Suite au flux des migrants qui ne cesse de s’accroître, la situation des réfugiés de Calais est de plus en plus critique depuis ces derniers mois. Elle est plus qu’urgente. Elle est scandaleuse dans l’indifférence politique, dramatique dans les conditions de vie et d’une tristesse infinie dans les perspectives d’avenir pour ces milliers d’humains.

Clowns Sans Frontières France, qui intervient dans la région depuis 2011, décide de lancer la première mission internationale entre sections de Clowns sans Frontières : France, Belgique et Angleterre répondent présents au rendez-vous. 8 clowns remplis d’énergie et de fantaisies partent à la rencontre des réfugiés de Calais et des environs, tels que Grande Synthe et Tatinghem (à ne pas confondre avec le camp de Téteghem qui a été démantelé il y a 3 semaines).

Nous découvrons la réalité du quotidien des réfugiés par les témoignages des compagnons d’Emmaüs qui nous hébergent chaleureusement. A 700 m à vol d’oiseau de notre logement se trouve le camp de Grande Synthe.

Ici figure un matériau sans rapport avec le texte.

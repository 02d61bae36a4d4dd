//! # SaveSync Testkit
//!
//! Test utilities for SaveSync.
//!
//! This crate provides:
//! - Batch and receipt fixtures
//! - Property-based test generators using proptest
//! - Golden canonical-hash vectors
//!
//! ## Usage
//!
//! ```rust,ignore
//! use savesync_testkit::prelude::*;
//!
//! #[test]
//! fn confirms_matching_receipt() {
//!     let batch = batch_at(BatchKind::Slim, "P1", 1, &[("gold", 5)]);
//!     assert!(receipt_for(&batch, batch.expected_hash()).hashes_match());
//! }
//! ```

#![deny(unsafe_code)]
#![warn(missing_docs)]

pub mod fixtures;
pub mod generators;
pub mod vectors;

/// Prelude module for convenient imports
pub mod prelude {
    pub use crate::fixtures::*;
    pub use crate::generators::*;
    pub use crate::vectors::*;
    pub use savesync_protocol::{
        BatchKind, BatchTimestamp, InstructionValue, Instructions, PlayerId, SaveBatch, SaveHash,
        SaveReceipt, SessionBatchId,
    };
}

pub use fixtures::*;
pub use generators::*;
pub use vectors::*;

Un camp qui, d’après Bernard (compagnon d’Emmaus),  était occupé par 80 migrants en juin dernier et aujourd’hui par 3000.

Situé entre deux autoroutes principales où passent les camions en direction de l’Angleterre, ce camp constitue un endroit stratégique pour effectuer des tentatives de passages de l’autre côté de la Manche. Les nuits sont épuisantes pour ces Afghans, Syriens, Irakiens, Erythréens, Iraniens  et bien d’autres qui cherchent une terre de paix et d’accueil. En matinée ils se reposent et comme la luminosité en cette période de l’année est limitée, pour le moment nous intervenons une fois par jour.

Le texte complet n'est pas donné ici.